La poli­tique pater­na­liste, c’est celle qui régit avec une sagesse sup­po­sé­ment supé­rieure sur ce qu’elle consi­dère être le bien d’un peuple consi­dé­ré comme mineur et inca­pable de recon­naître son propre bien. En l’occurrence, pour légi­ti­mer l’abolition par­tielle des droits et liber­tés fon­da­men­taux, pour jus­ti­fier la mise en sus­pens de la sou­ve­rai­ne­té du peuple, il fau­drait sup­po­ser les citoyen-ne‑s suf­fi­sam­ment dérai­son­nables pour ne pas com­prendre et mettre en œuvre les mesures sani­taires qui s’imposent. En contre­par­tie, il fau­drait sup­po­ser des diri­geant-e‑s supé­rieu­re­ment clair­voyant-e‑s et expert-e‑s pour prendre les déci­sions les plus rai­son­nables à par­tir d’informations trop redoutables.

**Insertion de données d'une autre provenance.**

//! Per-type annotation metadata and its cache.
//!
//! Metadata is collected once per type from the registry's
//! [`TypeDescriptor`](crate::registry::TypeDescriptor): whether the type is an
//! annotation, which targets it allows, how it is constructed, and the
//! declared kinds, required flags and enumerations of its attributes.

pub(crate) mod builtin;
mod collector;

pub use builtin::{
    ATTRIBUTE_TYPE, ATTRIBUTES_TYPE, ENUM_TYPE, NAMED_ARGUMENT_CONSTRUCTOR_TYPE, TARGET_TYPE,
};
pub use collector::collect;

use std::collections::HashMap;
use std::fmt;
use std::sync::{Arc, RwLock};

use docannot_syntax::{AnnotationResult, Value};

use crate::registry::TypeRegistry;
use crate::target::Target;

/// Declared kind of an attribute value.
#[derive(Debug, Clone, PartialEq, Eq)]
pub enum ValueKind {
    Boolean,
    Integer,
    Double,
    String,
    Array,
    Object,
    /// A named annotation type; instances of it or its subtypes match.
    Type(String),
}

impl ValueKind {
    /// Maps a normalized type name to a kind.
    pub fn from_name(name: &str) -> ValueKind {
        match name {
            "boolean" => ValueKind::Boolean,
            "integer" => ValueKind::Integer,
            "double" => ValueKind::Double,
            "string" => ValueKind::String,
            "array" => ValueKind::Array,
            "object" => ValueKind::Object,
            other => ValueKind::Type(other.trim_start_matches('\\').to_string()),
        }
    }

    pub fn label(&self) -> &str {
        match self {
            ValueKind::Boolean => "boolean",
            ValueKind::Integer => "integer",
            ValueKind::Double => "double",
            ValueKind::String => "string",
            ValueKind::Array => "array",
            ValueKind::Object => "object",
            ValueKind::Type(name) => name,
        }
    }

    pub fn matches(&self, value: &Value, registry: &dyn TypeRegistry) -> bool {
        match (self, value) {
            (ValueKind::Boolean, Value::Bool(_))
            | (ValueKind::Integer, Value::Integer(_))
            | (ValueKind::Double, Value::Float(_))
            | (ValueKind::String, Value::String(_))
            | (ValueKind::Array, Value::Array(_))
            | (ValueKind::Object, Value::Annotation(_)) => true,
            (ValueKind::Type(name), Value::Annotation(instance)) => {
                registry.is_subtype(instance.type_name(), name)
            }
            _ => false,
        }
    }
}

impl fmt::Display for ValueKind {
    fn fmt(&self, f: &mut fmt::Formatter<'_>) -> fmt::Result {
        f.write_str(self.label())
    }
}

#[derive(Debug, Clone, PartialEq)]
pub struct AttributeType {
    pub kind: ValueKind,
    /// Element kind for typed arrays (`array<T>`, `T[]`).
    pub element: Option<ValueKind>,
    /// The type as written, quoted in error messages.
    pub declared: String,
    pub required: bool,
}

#[derive(Debug, Clone, PartialEq)]
pub struct EnumConstraint {
    pub values: Vec<Value>,
    /// Labels listed in enum errors.
    pub literals: Vec<String>,
}

impl EnumConstraint {
    pub fn allows(&self, value: &Value) -> bool {
        self.values.iter().any(|allowed| allowed.loose_eq(value))
    }
}

/// A named-argument constructor parameter.
#[derive(Debug, Clone, PartialEq)]
pub struct ConstructorArg {
    pub name: String,
    pub position: usize,
    pub default: Value,
}

/// How instances of a type get built.
#[derive(Debug, Clone, Copy, PartialEq, Eq)]
pub enum Construction {
    NamedArguments,
    Constructor,
    Properties,
}

#[derive(Debug, Clone, PartialEq)]
pub struct TypeMetadata {
    pub is_annotation: bool,
    pub has_constructor: bool,
    pub has_named_argument_constructor: bool,
    pub default_property: Option<String>,
    /// Public fields, in declaration order.
    pub properties: Vec<String>,
    pub attribute_types: Vec<(String, AttributeType)>,
    pub constructor_args: Vec<ConstructorArg>,
    pub targets: Target,
    pub targets_literal: String,
    pub enums: Vec<(String, EnumConstraint)>,
}

impl Default for TypeMetadata {
    fn default() -> Self {
        Self {
            is_annotation: false,
            has_constructor: false,
            has_named_argument_constructor: false,
            default_property: None,
            properties: Vec::new(),
            attribute_types: Vec::new(),
            constructor_args: Vec::new(),
            targets: Target::ALL,
            targets_literal: "ALL".to_string(),
            enums: Vec::new(),
        }
    }
}

impl TypeMetadata {
    pub fn construction(&self) -> Construction {
        if self.has_named_argument_constructor {
            Construction::NamedArguments
        } else if self.has_constructor {
            Construction::Constructor
        } else {
            Construction::Properties
        }
    }

    pub fn has_property(&self, name: &str) -> bool {
        self.properties.iter().any(|p| p == name)
    }

    pub fn attribute_type(&self, name: &str) -> Option<&AttributeType> {
        self.attribute_types
            .iter()
            .find(|(n, _)| n == name)
            .map(|(_, t)| t)
    }

    pub fn constructor_arg(&self, name: &str) -> Option<&ConstructorArg> {
        self.constructor_args.iter().find(|arg| arg.name == name)
    }

    /// Inserts or replaces the attribute type of `name`.
    pub(crate) fn set_attribute_type(&mut self, name: &str, attribute: AttributeType) {
        match self.attribute_types.iter_mut().find(|(n, _)| n == name) {
            Some(slot) => slot.1 = attribute,
            None => self.attribute_types.push((name.to_string(), attribute)),
        }
    }
}

/// Thread-safe per-type metadata cache.
///
/// Entries are computed at most once per type name and never change after
/// insertion. Type existence answers are memoized alongside.
#[derive(Debug, Default)]
pub struct MetadataCache {
    entries: RwLock<HashMap<String, Arc<TypeMetadata>>>,
    known_types: RwLock<HashMap<String, bool>>,
}

impl MetadataCache {
    pub fn new() -> Self {
        Self::default()
    }

    pub fn get(&self, name: &str) -> Option<Arc<TypeMetadata>> {
        let entries = self.entries.read().ok()?;
        entries.get(name).cloned()
    }

    /// Inserts `metadata` unless another caller got there first; returns the
    /// entry that ends up cached.
    pub fn insert(&self, name: &str, metadata: TypeMetadata) -> Arc<TypeMetadata> {
        let metadata = Arc::new(metadata);
        match self.entries.write() {
            Ok(mut entries) => entries
                .entry(name.to_string())
                .or_insert(metadata)
                .clone(),
            Err(_) => metadata,
        }
    }

    /// Cached metadata for `name`, running `collect` on a miss.
    ///
    /// Collection runs without holding the lock, so it may itself read the
    /// cache. A failed collection caches nothing.
    pub fn get_or_try_insert_with<F>(
        &self,
        name: &str,
        collect: F,
    ) -> AnnotationResult<Arc<TypeMetadata>>
    where
        F: FnOnce() -> AnnotationResult<TypeMetadata>,
    {
        if let Some(metadata) = self.get(name) {
            return Ok(metadata);
        }
        let metadata = collect()?;
        tracing::debug!(
            type_name = %name,
            annotation = metadata.is_annotation,
            construction = ?metadata.construction(),
            "collected annotation metadata"
        );
        Ok(self.insert(name, metadata))
    }

    /// Memoized [`TypeRegistry::exists`].
    pub fn type_exists(&self, name: &str, registry: &dyn TypeRegistry) -> bool {
        if let Some(known) = self
            .known_types
            .read()
            .ok()
            .and_then(|known| known.get(name).copied())
        {
            return known;
        }

        let exists = registry.exists(name);
        if let Ok(mut known) = self.known_types.write() {
            known.insert(name.to_string(), exists);
        }
        exists
    }

    pub fn contains(&self, name: &str) -> bool {
        self.entries
            .read()
            .map(|entries| entries.contains_key(name))
            .unwrap_or(false)
    }

    pub fn len(&self) -> usize {
        self.entries.read().map(|entries| entries.len()).unwrap_or(0)
    }

    pub fn is_empty(&self) -> bool {
        self.len() == 0
    }

    pub fn clear(&self) {
        if let Ok(mut entries) = self.entries.write() {
            entries.clear();
        }
        if let Ok(mut known) = self.known_types.write() {
            known.clear();
        }
    }
}

#[cfg(test)]
mod tests {
    use super::*;
    use crate::registry::{StaticRegistry, TypeDef};
    use docannot_syntax::{AnnotationError, Annotation};
    use std::thread;

    #[test]
    fn test_collect_runs_once() {
        let cache = MetadataCache::new();
        let mut calls = 0;
        for _ in 0..3 {
            cache
                .get_or_try_insert_with("Route", || {
                    calls += 1;
                    Ok(TypeMetadata::default())
                })
                .unwrap();
        }
        assert_eq!(calls, 1);
        assert_eq!(cache.len(), 1);
        assert!(cache.contains("Route"));
    }

    #[test]
    fn test_failed_collection_is_not_cached() {
        let cache = MetadataCache::new();
        let err = cache
            .get_or_try_insert_with("Broken", || Err(AnnotationError::creation("boom", "")))
            .unwrap_err();
        assert!(err.is_creation());
        assert!(cache.is_empty());
    }

    #[test]
    fn test_concurrent_readers_share_one_entry() {
        let cache = Arc::new(MetadataCache::new());
        let handles: Vec<_> = (0..8)
            .map(|_| {
                let cache = Arc::clone(&cache);
                thread::spawn(move || {
                    cache
                        .get_or_try_insert_with("Shared", || Ok(TypeMetadata::default()))
                        .unwrap()
                })
            })
            .collect();
        let results: Vec<_> = handles.into_iter().map(|h| h.join().unwrap()).collect();
        let first = cache.get("Shared").unwrap();
        assert!(results.iter().all(|r| Arc::ptr_eq(r, &first)));
    }

    #[test]
    fn test_type_exists_is_memoized() {
        let registry = StaticRegistry::new().with_type(TypeDef::annotation("Route"));
        let cache = MetadataCache::new();
        assert!(cache.type_exists("Route", &registry));
        assert!(!cache.type_exists("Missing", &registry));
        cache.clear();
        assert!(cache.is_empty());
    }

    #[test]
    fn test_kind_matching() {
        let registry = StaticRegistry::new()
            .with_type(TypeDef::annotation("Base"))
            .with_type(TypeDef::annotation("Child").extends("Base"));
        let child = Value::Annotation(Annotation::new("Child"));

        assert!(ValueKind::from_name("Base").matches(&child, &registry));
        assert!(ValueKind::Object.matches(&child, &registry));
        assert!(!ValueKind::String.matches(&Value::Integer(1), &registry));
        assert!(ValueKind::Double.matches(&Value::Float(1.5), &registry));
        assert_eq!(ValueKind::from_name("\\App\\Base").label(), "App\\Base");
    }
}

Sans doute, la dis­tance qu’une monar­chie consti­tu­tion­nelle a à fran­chir pour se poser en des­po­tisme éclai­ré ne paraît pas si impor­tante à l’habitus de ses diri­geant-e‑s et de ses sujet-te‑s. La crise sani­taire opère comme un for­mi­dable moment de véri­té où les spectres théo­lo­giques et auto­ri­taires se défont de leurs masques juri­diques et poli­tiques pour s’afficher au grand jour. « L’état d’exception », écri­vait Carl Schmitt, « a pour la juris­pru­dence la même signi­fi­ca­tion que le miracle pour la théo­lo­gie. » Et il recèle la même signi­fi­ca­tion pour l’autocompréhension poli­tique de la classe diri­geante, pour l’habitus et la psy­cho­lo­gie de ses plé­bis­ci­taires. La crise sani­taire fonc­tionne comme miroir de la nature poli­tique des démo­cra­ties libé­rales. C’est en tout cas ce miroir qui nous per­met d’entrevoir de quoi sera fait le retour à la nou­velle nor­ma­li­té dont se gar­ga­risent déjà les mys­ti­fi­ca­tions de demain.

1« Hier son­dert sich die Ent­schei­dung von der Rechts­norm, und (um es para­dox zu for­mu­lie­ren) die Auto­rität beweist, daß sie, um Recht zu schaf­fen, nicht Recht zu haben braucht. » (Schmitt, C., (2015), « Poli­tische Theo­lo­gie. », Dun­cker & Hum­blot, p. 19.)